__Exercise description__. The records that follow are to be transcribed exactly.

__Data under study__.
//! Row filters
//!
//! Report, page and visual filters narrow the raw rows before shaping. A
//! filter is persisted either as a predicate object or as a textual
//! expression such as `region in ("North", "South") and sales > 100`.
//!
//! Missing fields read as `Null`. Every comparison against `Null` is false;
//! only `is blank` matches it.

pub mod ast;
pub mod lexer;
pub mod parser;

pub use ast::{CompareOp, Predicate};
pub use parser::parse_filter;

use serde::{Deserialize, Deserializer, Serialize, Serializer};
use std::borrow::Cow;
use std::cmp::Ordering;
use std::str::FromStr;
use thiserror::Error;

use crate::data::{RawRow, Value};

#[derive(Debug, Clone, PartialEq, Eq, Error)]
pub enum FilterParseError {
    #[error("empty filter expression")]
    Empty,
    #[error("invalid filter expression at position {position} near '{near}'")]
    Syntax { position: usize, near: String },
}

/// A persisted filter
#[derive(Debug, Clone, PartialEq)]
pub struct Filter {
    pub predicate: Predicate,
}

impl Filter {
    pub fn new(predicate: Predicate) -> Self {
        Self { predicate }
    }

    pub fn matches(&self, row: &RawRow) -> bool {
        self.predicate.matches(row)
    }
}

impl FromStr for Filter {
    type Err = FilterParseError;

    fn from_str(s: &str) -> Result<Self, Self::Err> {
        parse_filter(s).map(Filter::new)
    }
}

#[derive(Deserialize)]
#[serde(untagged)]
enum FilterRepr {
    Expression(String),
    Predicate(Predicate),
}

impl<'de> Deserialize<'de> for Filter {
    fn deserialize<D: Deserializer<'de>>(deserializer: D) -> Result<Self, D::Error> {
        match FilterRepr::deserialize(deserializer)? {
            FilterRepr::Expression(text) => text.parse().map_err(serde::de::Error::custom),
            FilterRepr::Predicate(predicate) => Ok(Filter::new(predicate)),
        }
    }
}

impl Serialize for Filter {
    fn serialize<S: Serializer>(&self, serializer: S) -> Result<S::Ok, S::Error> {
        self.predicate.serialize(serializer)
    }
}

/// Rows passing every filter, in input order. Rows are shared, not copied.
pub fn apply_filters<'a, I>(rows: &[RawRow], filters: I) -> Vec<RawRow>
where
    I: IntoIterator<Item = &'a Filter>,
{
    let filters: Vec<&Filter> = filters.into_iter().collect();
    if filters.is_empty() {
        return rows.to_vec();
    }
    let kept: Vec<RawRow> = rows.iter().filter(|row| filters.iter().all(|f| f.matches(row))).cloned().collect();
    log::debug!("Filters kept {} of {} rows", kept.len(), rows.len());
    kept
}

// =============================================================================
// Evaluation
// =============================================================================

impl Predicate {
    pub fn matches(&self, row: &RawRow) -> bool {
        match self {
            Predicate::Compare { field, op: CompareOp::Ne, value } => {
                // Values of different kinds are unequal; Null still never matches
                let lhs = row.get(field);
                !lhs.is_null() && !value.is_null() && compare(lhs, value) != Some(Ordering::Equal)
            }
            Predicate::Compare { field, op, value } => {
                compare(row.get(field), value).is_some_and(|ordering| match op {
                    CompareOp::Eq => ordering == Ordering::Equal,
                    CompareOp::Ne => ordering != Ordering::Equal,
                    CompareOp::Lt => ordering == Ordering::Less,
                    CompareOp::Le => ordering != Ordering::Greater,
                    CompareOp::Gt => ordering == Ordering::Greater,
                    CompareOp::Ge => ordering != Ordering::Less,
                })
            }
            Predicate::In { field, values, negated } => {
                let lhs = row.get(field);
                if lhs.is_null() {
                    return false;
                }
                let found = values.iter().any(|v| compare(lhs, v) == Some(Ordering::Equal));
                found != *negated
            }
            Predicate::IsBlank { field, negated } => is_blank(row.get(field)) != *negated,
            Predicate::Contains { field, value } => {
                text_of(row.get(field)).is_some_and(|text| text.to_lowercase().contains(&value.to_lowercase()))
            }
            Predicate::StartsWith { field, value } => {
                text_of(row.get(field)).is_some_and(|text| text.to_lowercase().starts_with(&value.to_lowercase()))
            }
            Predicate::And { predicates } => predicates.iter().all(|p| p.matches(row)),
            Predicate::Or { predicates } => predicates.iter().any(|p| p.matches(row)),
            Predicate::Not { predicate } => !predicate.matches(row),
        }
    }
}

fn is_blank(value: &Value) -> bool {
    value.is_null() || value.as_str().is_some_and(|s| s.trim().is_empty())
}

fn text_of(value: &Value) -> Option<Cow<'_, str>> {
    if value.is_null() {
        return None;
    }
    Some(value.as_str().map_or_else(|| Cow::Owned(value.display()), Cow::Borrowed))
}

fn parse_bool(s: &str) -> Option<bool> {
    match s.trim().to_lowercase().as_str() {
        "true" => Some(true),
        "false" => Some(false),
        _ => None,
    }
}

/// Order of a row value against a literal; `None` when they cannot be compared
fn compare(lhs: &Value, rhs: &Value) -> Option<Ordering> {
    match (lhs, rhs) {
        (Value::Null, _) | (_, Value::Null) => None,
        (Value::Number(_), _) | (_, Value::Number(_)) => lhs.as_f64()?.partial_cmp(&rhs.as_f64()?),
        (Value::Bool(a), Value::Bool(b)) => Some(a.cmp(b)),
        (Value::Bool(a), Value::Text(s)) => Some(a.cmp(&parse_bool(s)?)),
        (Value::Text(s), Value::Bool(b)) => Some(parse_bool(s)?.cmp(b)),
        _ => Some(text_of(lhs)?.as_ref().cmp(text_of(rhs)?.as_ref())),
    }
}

__Response__.
//! Row filters
//!
//! Report, page and visual filters narrow the raw rows before shaping. A
//! filter is persisted either as a predicate object or as a textual
//! expression such as `region in ("North", "South") and sales > 100`.
//!
//! Missing fields read as `Null`. Every comparison against `Null` is false;
//! only `is blank` matches it.

pub mod ast;
pub mod lexer;
pub mod parser;

pub use ast::{CompareOp, Predicate};
pub use parser::parse_filter;

use serde::{Deserialize, Deserializer, Serialize, Serializer};
use std::borrow::Cow;
use std::cmp::Ordering;
use std::str::FromStr;
use thiserror::Error;

use crate::data::{RawRow, Value};

#[derive(Debug, Clone, PartialEq, Eq, Error)]
pub enum FilterParseError {
    #[error("empty filter expression")]
    Empty,
    #[error("invalid filter expression at position {position} near '{near}'")]
    Syntax { position: usize, near: String },
}

/// A persisted filter
#[derive(Debug, Clone, PartialEq)]
pub struct Filter {
    pub predicate: Predicate,
}

impl Filter {
    pub fn new(predicate: Predicate) -> Self {
        Self { predicate }
    }

    pub fn matches(&self, row: &RawRow) -> bool {
        self.predicate.matches(row)
    }
}

impl FromStr for Filter {
    type Err = FilterParseError;

    fn from_str(s: &str) -> Result<Self, Self::Err> {
        parse_filter(s).map(Filter::new)
    }
}

#[derive(Deserialize)]
#[serde(untagged)]
enum FilterRepr {
    Expression(String),
    Predicate(Predicate),
}

impl<'de> Deserialize<'de> for Filter {
    fn deserialize<D: Deserializer<'de>>(deserializer: D) -> Result<Self, D::Error> {
        match FilterRepr::deserialize(deserializer)? {
            FilterRepr::Expression(text) => text.parse().map_err(serde::de::Error::custom),
            FilterRepr::Predicate(predicate) => Ok(Filter::new(predicate)),
        }
    }
}

impl Serialize for Filter {
    fn serialize<S: Serializer>(&self, serializer: S) -> Result<S::Ok, S::Error> {
        self.predicate.serialize(serializer)
    }
}

/// Rows passing every filter, in input order. Rows are shared, not copied.
pub fn apply_filters<'a, I>(rows: &[RawRow], filters: I) -> Vec<RawRow>
where
    I: IntoIterator<Item = &'a Filter>,
{
    let filters: Vec<&Filter> = filters.into_iter().collect();
    if filters.is_empty() {
        return rows.to_vec();
    }
    let kept: Vec<RawRow> = rows.iter().filter(|row| filters.iter().all(|f| f.matches(row))).cloned().collect();
    log::debug!("Filters kept {} of {} rows", kept.len(), rows.len());
    kept
}

// =============================================================================
// Evaluation
// =============================================================================

impl Predicate {
    pub fn matches(&self, row: &RawRow) -> bool {
        match self {
            Predicate::Compare { field, op: CompareOp::Ne, value } => {
                // Values of different kinds are unequal; Null still never matches
                let lhs = row.get(field);
                !lhs.is_null() && !value.is_null() && compare(lhs, value) != Some(Ordering::Equal)
            }
            Predicate::Compare { field, op, value } => {
                compare(row.get(field), value).is_some_and(|ordering| match op {
                    CompareOp::Eq => ordering == Ordering::Equal,
                    CompareOp::Ne => ordering != Ordering::Equal,
                    CompareOp::Lt => ordering == Ordering::Less,
                    CompareOp::Le => ordering != Ordering::Greater,
                    CompareOp::Gt => ordering == Ordering::Greater,
                    CompareOp::Ge => ordering != Ordering::Less,
                })
            }
            Predicate::In { field, values, negated } => {
                let lhs = row.get(field);
                if lhs.is_null() {
                    return false;
                }
                let found = values.iter().any(|v| compare(lhs, v) == Some(Ordering::Equal));
                found != *negated
            }
            Predicate::IsBlank { field, negated } => is_blank(row.get(field)) != *negated,
            Predicate::Contains { field, value } => {
                text_of(row.get(field)).is_some_and(|text| text.to_lowercase().contains(&value.to_lowercase()))
            }
            Predicate::StartsWith { field, value } => {
                text_of(row.get(field)).is_some_and(|text| text.to_lowercase().starts_with(&value.to_lowercase()))
            }
            Predicate::And { predicates } => predicates.iter().all(|p| p.matches(row)),
            Predicate::Or { predicates } => predicates.iter().any(|p| p.matches(row)),
            Predicate::Not { predicate } => !predicate.matches(row),
        }
    }
}

fn is_blank(value: &Value) -> bool {
    value.is_null() || value.as_str().is_some_and(|s| s.trim().is_empty())
}

fn text_of(value: &Value) -> Option<Cow<'_, str>> {
    if value.is_null() {
        return None;
    }
    Some(value.as_str().map_or_else(|| Cow::Owned(value.display()), Cow::Borrowed))
}

fn parse_bool(s: &str) -> Option<bool> {
    match s.trim().to_lowercase().as_str() {
        "true" => Some(true),
        "false" => Some(false),
        _ => None,
    }
}

/// Order of a row value against a literal; `None` when they cannot be compared
fn compare(lhs: &Value, rhs: &Value) -> Option<Ordering> {
    match (lhs, rhs) {
        (Value::Null, _) | (_, Value::Null) => None,
        (Value::Number(_), _) | (_, Value::Number(_)) => lhs.as_f64()?.partial_cmp(&rhs.as_f64()?),
        (Value::Bool(a), Value::Bool(b)) => Some(a.cmp(b)),
        (Value::Bool(a), Value::Text(s)) => Some(a.cmp(&parse_bool(s)?)),
        (Value::Text(s), Value::Bool(b)) => Some(parse_bool(s)?.cmp(b)),
        _ => Some(text_of(lhs)?.as_ref().cmp(text_of(rhs)?.as_ref())),
    }
}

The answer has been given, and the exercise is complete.